Vectran has almost twice the strength of other synthetic materials, such as Kevlar, and performs better at cold temperatures.

In Bigelow’s larger live-in module design, a space dweller’s first task would be to deploy water bags having a Velcro backing. These internal water bags serve as radiation shielding. A multi-layered, debris-thwarting outer covering protects the inflatable module.

Webbing material can divvy up volume within a module to create compartments, flooring -- all to a user’s specifications.

Scenario building
So what’s wrong with this scenario: Private space modules, launched on private rockets, and visited by privately-built space ships?
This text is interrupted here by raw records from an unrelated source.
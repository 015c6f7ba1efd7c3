mod audio_driver;

use std::io::BufRead;
use std::process;
use std::sync::{Arc, Mutex};
use std::time::Duration;

use chirp_core::player::Player;
use clap::{App, Arg};

fn main() {
    env_logger::init();
    let matches = App::new("chirp")
        .version("0.1")
        .about("Game Boy Sound (GBS) player")
        .arg(
            Arg::with_name("FILE")
                .help("GBS file to play")
                .takes_value(true)
                .required(true),
        )
        .arg(
            Arg::with_name("SONG")
                .help("0-based song index, defaults to the file's starting song")
                .takes_value(true),
        )
        .arg(
            Arg::with_name("SECONDS")
                .help("Stop after this many seconds instead of waiting for 'q' on stdin")
                .takes_value(true),
        )
        .get_matches();

    let path = matches.value_of("FILE").unwrap();
    let data = match std::fs::read(path) {
        Ok(d) => d,
        Err(e) => {
            eprintln!("Error opening file: {}", e);
            process::exit(1);
        }
    };

    // The device is opened first so the core synthesizes at whatever
    // rate it actually negotiated
    let driver = match audio_driver::AudioDriver::new() {
        Ok(d) => d,
        Err(e) => {
            eprintln!("Error: {}", e);
            process::exit(1);
        }
    };

    let mut player = match Player::power_on(&data, driver.sample_rate()) {
        Ok(p) => p,
        Err(e) => {
            eprintln!("Error: {}", e);
            process::exit(1);
        }
    };

    let song = match matches.value_of("SONG") {
        Some(s) => match s.parse::<u8>() {
            Ok(v) => v,
            Err(_) => {
                eprintln!("Error: song index must be a number from 0 to 255");
                process::exit(1);
            }
        },
        None => player.header().start_song,
    };

    let play_seconds = match matches.value_of("SECONDS") {
        Some(s) => match s.parse::<f64>() {
            Ok(v) if v >= 0.0 => Some(v),
            _ => {
                eprintln!("Error: play time must be a non-negative number of seconds");
                process::exit(1);
            }
        },
        None => None,
    };

    {
        let h = player.header();
        println!("Title:     {}", h.title);
        println!("Author:    {}", h.author);
        println!("Copyright: {}", h.copyright);
        println!("Song:      {} of {}", u32::from(song) + 1, h.song_count);
    }

    if let Err(e) = player.run_init(song) {
        eprintln!("Error: {}", e);
        process::exit(1);
    }

    let player = Arc::new(Mutex::new(player));
    let _stream = match driver.start(player) {
        Ok(s) => s,
        Err(e) => {
            eprintln!("Error: {}", e);
            process::exit(1);
        }
    };

    match play_seconds {
        Some(secs) => spin_sleep::sleep(Duration::from_secs_f64(secs)),
        None => {
            println!("Playing, 'q' + Enter quits");
            let stdin = std::io::stdin();
            for line in stdin.lock().lines() {
                match line {
                    Ok(l) if l.trim() == "q" => break,
                    Ok(_) => (),
                    Err(_) => break,
                }
            }
        }
    }
}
That may not be too far-fetched. Along with Bigelow, there is a growing guild of millionaires and billionaires now tossing in their own bucks to back an array of space ventures.
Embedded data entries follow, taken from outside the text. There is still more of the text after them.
use super::cpu::Cpu;
use super::gbs::{GbsError, GbsHeader, HEADER_SIZE};
use super::mmu::Mmu;

/// Upper bound on instructions executed for one INIT or PLAY call.
/// The frame boundary is "SP rises back to the header SP", so a driver
/// that misuses SP could otherwise spin forever inside the audio
/// callback; past this point the frame is abandoned as silence.
const FRAME_STEP_LIMIT: u32 = 1_000_000;

/// Runs a GBS music driver: owns the CPU, the bus, and the header's
/// entry-point protocol, and produces the stereo stream the audio
/// backend pulls.
///
/// The driver is re-entered once per frame at its PLAY address with SP
/// dropped by one return slot; its terminal RET pops that slot and the
/// step loop stops when SP matches the header SP again. This replaces
/// the timer interrupt a real Game Boy would deliver.
pub struct Player {
    cpu: Cpu,
    mmu: Mmu,
    header: GbsHeader,
}

impl Player {
    /// Parses `data` as a GBS file and builds the emulated system around
    /// it. The sample rate is whatever the audio backend negotiated.
    pub fn power_on(data: &[u8], sample_rate: u32) -> Result<Self, GbsError> {
        let header = GbsHeader::parse(data)?;
        let mmu = Mmu::power_on(&header, &data[HEADER_SIZE..], sample_rate)?;
        let cpu = Cpu::power_on(header.load_addr);
        info!(
            "\"{}\" by {}, {} song(s)",
            header.title, header.author, header.song_count
        );
        Ok(Player { cpu, mmu, header })
    }

    pub fn header(&self) -> &GbsHeader {
        &self.header
    }

    /// Number of interleaved samples one driver frame produces at the
    /// current TMA/TAC rate. Useful for sizing host-side buffers.
    pub fn frame_samples(&self) -> usize {
        self.mmu.apu.frame_samples()
    }

    /// Calls the driver's INIT routine for `song` (0-based) on a fresh
    /// register file: PC at the init address, A carrying the song index,
    /// and SP one return slot below the header SP so the terminal RET
    /// surfaces at the match point.
    pub fn run_init(&mut self, song: u8) -> Result<(), GbsError> {
        if song >= self.header.song_count {
            return Err(GbsError::SongOutOfRange {
                requested: song,
                count: self.header.song_count,
            });
        }
        self.cpu
            .reset(self.header.init_addr, self.header.sp.wrapping_sub(2), song);
        self.run_until_return();
        Ok(())
    }

    /// Calls the driver's PLAY routine once, then synthesizes the audio
    /// frame the register writes described.
    pub fn run_frame(&mut self) {
        self.cpu.reg.pc = self.header.play_addr;
        self.cpu.reg.sp = self.cpu.reg.sp.wrapping_sub(2);
        if self.run_until_return() {
            self.mmu.apu.run_frame();
        } else {
            self.mmu.apu.run_silent_frame();
        }
    }

    /// Steps the CPU until SP rises back to the header SP. Returns false
    /// if the instruction cap was hit, after resynchronizing SP so the
    /// next frame starts from a sane stack.
    fn run_until_return(&mut self) -> bool {
        for _ in 0..FRAME_STEP_LIMIT {
            if self.cpu.reg.sp == self.header.sp {
                return true;
            }
            self.cpu.step(&mut self.mmu);
        }
        warn!(
            "Driver did not return within {} instructions, dropping frame",
            FRAME_STEP_LIMIT
        );
        self.cpu.reg.sp = self.header.sp;
        false
    }

    /// Pull contract for the audio backend: fills `out` completely with
    /// interleaved stereo samples, running driver frames whenever the
    /// ring empties.
    pub fn fill(&mut self, out: &mut [f32]) {
        let mut filled = 0;
        while filled < out.len() {
            if self.mmu.apu.is_empty() {
                self.run_frame();
            }
            filled += self.mmu.apu.drain(&mut out[filled..]);
        }
    }

    /// Mutes or unmutes one of the four voices.
    pub fn set_muted(&mut self, chan: usize, muted: bool) {
        self.mmu.apu.set_muted(chan, muted);
    }
}

#[cfg(test)]
mod player_tests {
    use super::*;
    use crate::gbs;

    /// Builds an in-memory GBS image whose INIT and PLAY routines are
    /// single RET instructions.
    fn ret_image() -> Vec<u8> {
        let mut data = vec![0u8; gbs::HEADER_SIZE];
        data[0..3].copy_from_slice(b"GBS");
        data[3] = 1;
        data[4] = 2; // songs
        data[5] = 1; // start song
        data[6..8].copy_from_slice(&0x0400u16.to_le_bytes()); // load
        data[8..10].copy_from_slice(&0x0400u16.to_le_bytes()); // init
        data[10..12].copy_from_slice(&0x0410u16.to_le_bytes()); // play
        data[12..14].copy_from_slice(&0xE000u16.to_le_bytes()); // sp
        let mut body = vec![0u8; 0x20];
        body[0x00] = 0xC9; // 0x0400: RET
        body[0x10] = 0xC9; // 0x0410: RET
        data.extend_from_slice(&body);
        data
    }

    #[test]
    fn init_returns_to_header_sp() {
        let mut player = Player::power_on(&ret_image(), 48_000).unwrap();
        player.run_init(0).unwrap();
        assert_eq!(player.cpu.reg.sp, 0xE000);
    }

    #[test]
    fn init_rejects_out_of_range_song() {
        let mut player = Player::power_on(&ret_image(), 48_000).unwrap();
        assert!(matches!(
            player.run_init(2),
            Err(GbsError::SongOutOfRange { .. })
        ));
    }

    #[test]
    fn frames_restore_sp() {
        let mut player = Player::power_on(&ret_image(), 48_000).unwrap();
        player.run_init(0).unwrap();
        for _ in 0..4 {
            player.run_frame();
            assert_eq!(player.cpu.reg.sp, 0xE000);
        }
    }

    #[test]
    fn wedged_driver_yields_silent_frame() {
        let mut data = ret_image();
        // Replace PLAY with a tight loop: JR -2
        let play = gbs::HEADER_SIZE + 0x10;
        data[play] = 0x18;
        data[play + 1] = 0xFE;

        let mut player = Player::power_on(&data, 48_000).unwrap();
        player.run_init(0).unwrap();
        player.run_frame();
        // SP was resynchronized and the frame came out silent
        assert_eq!(player.cpu.reg.sp, 0xE000);
        let mut buf = vec![1.0f32; 64];
        let n = player.mmu.apu.drain(&mut buf);
        assert_eq!(n, 64);
        assert!(buf.iter().all(|&s| s == 0.0));
    }
}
“We’re all aware that we’re somewhat co-dependent on each other,” Bigelow made clear. “We kind of know each other. We kind of keep track of who is doing what,” he said.

Ideally, Bigelow stated, is having a federal entity, like the Defense Advanced Research Projects Agency (DARPA) say: “Welcome home boys. We can make fast decisions. We have some discretionary money for space activities. We have some ideas and maybe you guys can save us money.”

DARPA would save money, as well as time, counting on a confab of private space entrepreneurs, Bigelow said. “I think their patriotism would surface. They would have a potential customer that has money that we can count on. And that’s going to be a customer that we can serve.”

Look into deep space
Visiting astronauts to Bigelow Aerospace have offered travel tips about life onboard the International Space Station. There are several consistent grumbles from station occupants, Bigelow advised.

“There’s no privacy…to be away from each other. No place to sleep. No compartment of your own. They are too cramped with all kinds of things stowed onboard,” Bigelow said. Turning on and off equipment at the source rather than floating to other modules to do so is another must-have.

While Bigelow wants to sprinkle Earth orbit with inflatable modules, the entrepreneur is looking into deep space too. Setting down expandable structures on the Moon and Mars has been given thought. Turning inflatables into durable bunkers on the lunar landscape is quite feasible, he said.

Far from Earth, for warehousing purposes, big volume inflatable technology is ideal, Bigelow said, “and to carry as many candy bars with you as you can.”